Before teaming with Formichetti, Candy, 25, already had a sufficiently severe look, one that involved braids down to her calves, velvet bikinis, platform sneakers, and more bare skin than Miley—a deliberate and independent choice, according to Candy, that she believes expresses feminist power. “I have an agenda, and I’m not selling anything,” she said of her penchant for nudity and raunchy dance moves, adding that not all pop stars fall into the same category. “I don’t want to say any names, but there’s a difference between being knowledgeable about what you’re doing, and doing it because someone is behind you, telling you to do it. You don’t have to be the most genius fucking person in the world to tell when a woman taking her clothes off is authentic, and when it’s sad.”

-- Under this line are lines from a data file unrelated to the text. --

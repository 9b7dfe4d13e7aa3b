//! Scalar values and rows
//!
//! A [`Row`] is an ordered mapping from column name to [`Value`]. Rows coming
//! from a form or from the database pass through [`Row::from_form`] or
//! [`Row::conform`], which are the only places where loosely typed input is
//! interpreted against a [`TableSchema`].

use indexmap::IndexMap;
use serde::{Deserialize, Serialize};
use std::collections::HashMap;
use std::fmt;

use crate::schema::{SemanticType, TableSchema};
use crate::DashboardError;

/// A single scalar cell value
#[derive(Debug, Clone, PartialEq, Serialize, Deserialize)]
#[serde(untagged)]
pub enum Value {
    Null,
    Bool(bool),
    Integer(i64),
    Real(f64),
    Text(String),
    /// Stored binary data, known only by its size; never written back
    Blob { bytes: usize },
}

impl Value {
    pub fn is_null(&self) -> bool {
        matches!(self, Value::Null)
    }

    /// Parse submitted text into a value of the given semantic type
    ///
    /// Empty input is null for every type except boolean, where the checkbox
    /// contract applies: absent or empty means unchecked.
    pub fn parse(raw: Option<&str>, semantic_type: SemanticType) -> Result<Value, String> {
        if semantic_type == SemanticType::Boolean {
            return parse_checkbox(raw).map(Value::Bool);
        }

        let raw = match raw {
            Some(raw) if !raw.trim().is_empty() => raw,
            _ => return Ok(Value::Null),
        };

        match semantic_type {
            SemanticType::Integer => raw
                .trim()
                .parse::<i64>()
                .map(Value::Integer)
                .map_err(|_| format!("'{}' is not an integer", raw)),
            SemanticType::Real => raw
                .trim()
                .parse::<f64>()
                .ok()
                .filter(|number| number.is_finite())
                .map(Value::Real)
                .ok_or_else(|| format!("'{}' is not a number", raw)),
            _ => Ok(Value::Text(raw.to_string())),
        }
    }

    /// Reinterpret a stored value according to the column's semantic type
    ///
    /// SQLite reports booleans as 0/1 integers and may hand back integral
    /// reals; these are folded into the column's declared shape.
    pub fn conform(self, semantic_type: SemanticType) -> Value {
        match (semantic_type, self) {
            (SemanticType::Boolean, Value::Integer(number)) => Value::Bool(number != 0),
            (SemanticType::Boolean, Value::Text(text)) => match parse_checkbox(Some(&text)) {
                Ok(flag) => Value::Bool(flag),
                Err(_) => Value::Text(text),
            },
            (SemanticType::Real, Value::Integer(number)) => Value::Real(number as f64),
            (_, value) => value,
        }
    }
}

impl fmt::Display for Value {
    /// Text used both for table cells and for pre-filled form inputs
    fn fmt(&self, formatter: &mut fmt::Formatter<'_>) -> fmt::Result {
        match self {
            Value::Null => Ok(()),
            Value::Bool(flag) => write!(formatter, "{}", flag),
            Value::Integer(number) => write!(formatter, "{}", number),
            Value::Real(number) => write!(formatter, "{}", number),
            Value::Text(text) => formatter.write_str(text),
            Value::Blob { bytes } => write!(formatter, "[BLOB: {} bytes]", bytes),
        }
    }
}

impl From<serde_json::Value> for Value {
    fn from(value: serde_json::Value) -> Self {
        match value {
            serde_json::Value::Null => Value::Null,
            serde_json::Value::Bool(flag) => Value::Bool(flag),
            serde_json::Value::Number(number) => match number.as_i64() {
                Some(integer) => Value::Integer(integer),
                None => Value::Real(number.as_f64().unwrap_or(f64::NAN)),
            },
            serde_json::Value::String(text) => Value::Text(text),
            nested => Value::Text(nested.to_string()),
        }
    }
}

fn parse_checkbox(raw: Option<&str>) -> Result<bool, String> {
    match raw.map(|raw| raw.trim().to_ascii_lowercase()).as_deref() {
        None | Some("") | Some("false") | Some("0") | Some("off") => Ok(false),
        Some("true") | Some("1") | Some("on") => Ok(true),
        Some(other) => Err(format!("'{}' is not a boolean", other)),
    }
}

/// One table row, ordered by schema column order
#[derive(Debug, Clone, Default, PartialEq, Serialize, Deserialize)]
#[serde(transparent)]
pub struct Row {
    values: IndexMap<String, Value>,
}

impl Row {
    pub fn new() -> Self {
        Self::default()
    }

    pub fn insert(&mut self, column: impl Into<String>, value: Value) {
        self.values.insert(column.into(), value);
    }

    pub fn get(&self, column: &str) -> Option<&Value> {
        self.values.get(column)
    }

    /// Iterate over `(column, value)` pairs in insertion order
    pub fn iter(&self) -> impl Iterator<Item = (&str, &Value)> {
        self.values.iter().map(|(column, value)| (column.as_str(), value))
    }

    pub fn len(&self) -> usize {
        self.values.len()
    }

    pub fn is_empty(&self) -> bool {
        self.values.is_empty()
    }

    /// Build a row from submitted form fields
    ///
    /// Only columns of `schema` are read and unknown fields are ignored. An
    /// empty field is null. A missing field is left out of the row, so the
    /// stored value is kept; boolean columns are the exception, where a
    /// missing field is an unchecked box.
    pub fn from_form(
        schema: &TableSchema,
        fields: &HashMap<String, String>,
    ) -> Result<Row, DashboardError> {
        let mut row = Row::new();

        for column in &schema.columns {
            let raw = fields.get(&column.name).map(String::as_str);
            if raw.is_none() && column.semantic_type != SemanticType::Boolean {
                continue;
            }
            let value = Value::parse(raw, column.semantic_type).map_err(|message| {
                DashboardError::Validation(format!("column '{}': {}", column.name, message))
            })?;
            row.insert(column.name.clone(), value);
        }

        Ok(row)
    }

    /// Reorder and retype a row read from the data layer to match `schema`
    ///
    /// Columns the data layer returned that the schema does not know are
    /// dropped; schema columns it did not return are null.
    pub fn conform(mut self, schema: &TableSchema) -> Row {
        let mut row = Row::new();

        for column in &schema.columns {
            let value = self
                .values
                .swap_remove(&column.name)
                .unwrap_or(Value::Null)
                .conform(column.semantic_type);
            row.insert(column.name.clone(), value);
        }

        row
    }
}

impl FromIterator<(String, Value)> for Row {
    fn from_iter<I: IntoIterator<Item = (String, Value)>>(iter: I) -> Self {
        Self {
            values: iter.into_iter().collect(),
        }
    }
}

“I see her as a blank canvas, and I just want to elevate her,” said Formichetti. “I love who she is. She’s very involved, and I don’t want her to suddenly become a new person.” Indeed, Candy has maintained her raw, sometimes shocking appearance. But these days, the braids have been traded for finger waves, the teeny bikinis for custom Olima Atelier bustiers.
“She’s queen of the freaks!” laughed Formichetti, when asked about the video wardrobe, which includes upwards of twenty-five ensembles, among them a Gareth Pugh trenchcoat, bespoke Alexis Bittar jeweled masks, and leather Diesel duds covered in plastic gems that the stylist found in Chinatown.
The “freak” element, as well as the overall concept of the film—which traces Candy’s evolution from a skinhead exacting revenge on a man who’s just robbed her, to a glammed-out queen of the night who becomes a gluttonous, glitter-covered monster—both stem from Candy’s primary inspiration, Paris Is Burning, the cult documentary about gay voguers in the 1980s. “That movie changed my perspective on everything,” raved Candy. “And I really related to this one moment when they’re describing opulence. Basically, the idea is that you show off so much confidence and poise that you create the impression that you’re the wealthiest, most intelligent, powerful person on the planet, and you own everything. And when those people were performing at the balls in their costumes, they were safe,” said the singer, noting that she feels most at home in underground gay clubs. In fact, the video’s theme was conceived with Formichetti at a drag bar in Tokyo, and was shot in a Bushwick warehouse filled with Candy’s friends, namely a transgender woman, a gaggle of drag queens, and her loyal posse of gay men. “We’re all freaks and outcasts, and this was meant to empower them.”
Though she asserts she “can’t predict the future,” Candy doesn’t foresee herself turning into the materialistic creature depicted in the video—mainly, she says, because she hasn’t forgotten where she came from. “I literally lived on the street and was wearing outfits made of paper because that’s all I could afford,” said Candy. (Side note: She actually grew up in the L.A. suburbs but fell on hard times after her mother and father—the CEO of Hustler Casinos—didn’t quite understand her artistic pursuits.) With that in mind, she and Formichetti aimed to champion other outré up-and-coming talents, like Nasir Mazhar, Charlie Le Mindu, and Natasha Morgan, by incorporating their designs in the film.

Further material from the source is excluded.